Why should employees actively use and be excited about AI?

I encourage everyone in Visma, all employees, to apply a positive mindset to how you can use these tools. As a developer, you can use GitHub Copilot to stay in the flow instead of going out from your coding environment to your browser and figuring out how to go about solving an issue that you’ve stumbled upon. You can do it in your application. That is kind of the primary use case for these tools today, and more than 50% of Visma developers are using GitHub Copilot.

You can also do it to produce code faster from scratch, to automate the testing, or to create tests in an easier way. Thomas Dohmke, CEO of GitHub, expects AI to be a part of every step of the software development cycle. And I believe that, too. So it’s not going to be just about writing code. It’s about figuring out what to develop. It’s planning how you, as a team, are going to develop that. It’s doing the implementation, but also doing the deployment, the pull requests, security and, of course, monitoring the application, creating architecture. I mean, AI will influence all these steps over the next few years. 

For people in customer support, it’s super relevant to look into this technology, as well. How can we feed large language models with our best knowledge so that these models can help us with providing more and better support to our customers, and help our customers with the most challenging questions? I think these models can help users to log into the application if they have lost their password or do some of the easier stuff, and then we can help them with the real problems; the tough ones, the unique ones that require our support. 

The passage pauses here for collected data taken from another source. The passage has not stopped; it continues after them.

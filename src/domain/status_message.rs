use std::fmt;

use once_cell::sync::Lazy;
use regex::Regex;

/// Link text Mailchimp appends to "already subscribed" replies.
pub const PROFILE_BOILERPLATE: &str = "Click here to update your profile";

static MARKUP: Lazy<Regex> = Lazy::new(|| Regex::new(r"<[^>]*>?").expect("markup pattern is valid"));

/// A service message that is safe to show next to the form.
#[derive(Debug, Clone, Default, PartialEq, Eq)]
pub struct StatusMessage(String);

impl StatusMessage {
    pub fn sanitize(raw: &str) -> Self {
        let mut message = MARKUP.replace_all(raw, "").into_owned();
        // Removing one occurrence can splice its neighbours into another.
        while message.contains(PROFILE_BOILERPLATE) {
            message = message.replace(PROFILE_BOILERPLATE, "");
        }
        Self(message)
    }

    pub fn into_inner(self) -> String {
        self.0
    }
}

impl AsRef<str> for StatusMessage {
    fn as_ref(&self) -> &str {
        &self.0
    }
}

impl fmt::Display for StatusMessage {
    fn fmt(&self, f: &mut fmt::Formatter<'_>) -> fmt::Result {
        write!(f, "{}", self.0)
    }
}
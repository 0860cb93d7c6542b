//! The email signup form: input state, asynchronous submission to the
//! mailing list, and what to show or where to go once it answers.

mod controller;
mod navigation;
mod outcome;

pub use controller::{FormState, SubmitEvent, SubscribeForm, Submission};
pub use navigation::{ChannelNavigator, Navigator};
pub use outcome::{attempt_subscription, SubscriptionOutcome, TRY_AGAIN_MESSAGE};
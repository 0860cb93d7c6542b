use crate::helpers::spawn_app;

#[tokio::test]
async fn health_check_works() {
    let app = spawn_app().await;

    let response = app
        .api_client
        .get(&format!("{}/health_check", &app.address))
        .send()
        .await
        .expect("Failed to execute request.");

    assert!(response.status().is_success());
    assert_eq!(Some(0), response.content_length());
}

#[tokio::test]
async fn responses_carry_a_request_id() {
    let app = spawn_app().await;

    let response = app
        .api_client
        .get(&format!("{}/health_check", &app.address))
        .send()
        .await
        .expect("Failed to execute request.");

    let request_id = response.headers().get("x-request-id").unwrap();
    assert!(!request_id.is_empty());
}
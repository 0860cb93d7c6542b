use serde::Deserialize;

/// Status discriminator of a subscription reply. Only the literal `error`
/// marks a failure.
#[derive(Debug, Clone, PartialEq, Eq, Deserialize)]
#[serde(from = "String")]
pub enum ResponseStatus {
    Error,
    Success(String),
}

impl From<String> for ResponseStatus {
    fn from(value: String) -> Self {
        if value == "error" {
            Self::Error
        } else {
            Self::Success(value)
        }
    }
}

impl ResponseStatus {
    pub fn is_error(&self) -> bool {
        matches!(self, Self::Error)
    }
}

/// Reply of the subscription service, e.g.
/// `{"result": "success", "msg": "Thank you for subscribing!"}`.
#[derive(Debug, Clone, Deserialize)]
pub struct ServiceResponse {
    pub result: ResponseStatus,
    #[serde(default)]
    pub msg: String,
}

impl ServiceResponse {
    pub fn error(msg: impl Into<String>) -> Self {
        Self {
            result: ResponseStatus::Error,
            msg: msg.into(),
        }
    }

    pub fn success(msg: impl Into<String>) -> Self {
        Self {
            result: ResponseStatus::Success("success".into()),
            msg: msg.into(),
        }
    }
}
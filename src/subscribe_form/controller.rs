use std::sync::atomic::{AtomicUsize, Ordering};
use std::sync::Arc;

use tokio::sync::watch;
use tokio::task::{JoinError, JoinHandle};
use tracing::Instrument;

use super::navigation::Navigator;
use super::outcome::attempt_subscription;
use crate::subscription_client::SubscriptionService;

#[derive(Debug, Clone, Copy, PartialEq, Eq)]
pub enum FormState {
    Idle,
    /// At least one submission is waiting for the mailing list.
    Submitting,
}

/// The form's submit event. Left alone it would trigger a full-page post.
#[derive(Debug, Default)]
pub struct SubmitEvent {
    default_prevented: bool,
}

impl SubmitEvent {
    pub fn new() -> Self {
        Self::default()
    }

    pub fn prevent_default(&mut self) {
        self.default_prevented = true;
    }

    pub fn default_prevented(&self) -> bool {
        self.default_prevented
    }
}

/// A submission in flight. Dropping it does not cancel anything.
pub struct Submission(JoinHandle<()>);

impl Submission {
    /// Resolves once the reply has been applied to the form.
    pub async fn wait(self) -> Result<(), JoinError> {
        self.0.await
    }
}

struct InFlight(Arc<AtomicUsize>);

impl InFlight {
    fn enter(counter: &Arc<AtomicUsize>) -> Self {
        counter.fetch_add(1, Ordering::SeqCst);
        Self(Arc::clone(counter))
    }
}

impl Drop for InFlight {
    fn drop(&mut self) {
        self.0.fetch_sub(1, Ordering::SeqCst);
    }
}

/// Signup form state and its submit handler.
///
/// Every submission runs as its own task on the current tokio runtime.
/// Overlapping submissions are not fenced: the reply that lands last
/// decides the displayed result.
pub struct SubscribeForm {
    service: Arc<dyn SubscriptionService>,
    navigator: Arc<dyn Navigator>,
    success_redirect_path: Arc<str>,
    email: String,
    result: Arc<watch::Sender<String>>,
    in_flight: Arc<AtomicUsize>,
}

impl SubscribeForm {
    pub fn new(
        service: Arc<dyn SubscriptionService>,
        navigator: Arc<dyn Navigator>,
        success_redirect_path: impl Into<String>,
    ) -> Self {
        let (result, _) = watch::channel(String::new());
        let success_redirect_path: String = success_redirect_path.into();
        Self {
            service,
            navigator,
            success_redirect_path: Arc::from(success_redirect_path),
            email: String::new(),
            result: Arc::new(result),
            in_flight: Arc::new(AtomicUsize::new(0)),
        }
    }

    pub fn on_email_change(&mut self, new_value: impl Into<String>) {
        self.email = new_value.into();
    }

    pub fn email(&self) -> &str {
        &self.email
    }

    /// Must be called from within a tokio runtime.
    pub fn on_submit(&self, event: &mut SubmitEvent) -> Submission {
        event.prevent_default();

        let service = Arc::clone(&self.service);
        let navigator = Arc::clone(&self.navigator);
        let path = Arc::clone(&self.success_redirect_path);
        let result = Arc::clone(&self.result);
        let in_flight = InFlight::enter(&self.in_flight);
        let email = self.email.clone();
        let span = tracing::info_span!("Submitting signup form", subscriber_email = %email);

        let handle = tokio::spawn(
            async move {
                let outcome = attempt_subscription(service.as_ref(), &email).await;
                if outcome.is_success() {
                    tracing::info!(path = %path, "Subscribed, navigating away");
                    navigator.navigate(&path);
                }
                // Idle must be visible to whoever the new result wakes up.
                drop(in_flight);
                result.send_replace(outcome.into_message().into_inner());
            }
            .instrument(span),
        );
        Submission(handle)
    }

    /// The sanitized message of the latest reply, empty before the first.
    pub fn subscription_result(&self) -> String {
        self.result.borrow().clone()
    }

    /// Notified every time a reply overwrites the result.
    pub fn watch_result(&self) -> watch::Receiver<String> {
        self.result.subscribe()
    }

    pub fn state(&self) -> FormState {
        if self.in_flight.load(Ordering::SeqCst) == 0 {
            FormState::Idle
        } else {
            FormState::Submitting
        }
    }
}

“For anyone in Visma, there are so many capabilities with these technologies. Start today for the reasons it provides value today, but also because it’s a step into the future.”

And introducing… VismaGPT!

I’m so happy to say that we recently launched VismaGPT, which is our own kind of ChatGPT-like experience. That will allow us to have an offering that is more compliant and where we can integrate the models and capabilities that we believe in and that Visma employees want. Already today there’s a wide menu of such APIs and services that we can integrate. But there will be more in the future. So, we’re very excited about that and eager to learn about how Visma employees see that response.

Last question: What does being “Champions of business software” mean to you? 

I’d actually like to use the Queen song, “We Are the Champions”, as an example to answer this question. Many people think that song is about winning, but I actually think that song is not about winning. I think it’s about the hardships prior to winning. “I paid my sentence… We keep on fighting till the end… I’ve had my share of sand kicked in my face, but I’ve come through… I made mistakes.” And I think the word “Champion” says more about what you have done than what you are. It means you have competition behind you. You had to fight to get something. And that’s what we’re doing as Visma, as well, as a team. 

We are continuously fighting to make the most impact. We don’t feel satisfied in this ever-changing environment. There are hardships underway, and with artificial intelligence, there are a lot of ethical dilemmas. There are a lot of regulations. There are a lot of our customers that are afraid of the technology – in many ways for good reason. But we are here to understand the technology, understand our customers, understand the regulations, and deliver this technology in a responsible way.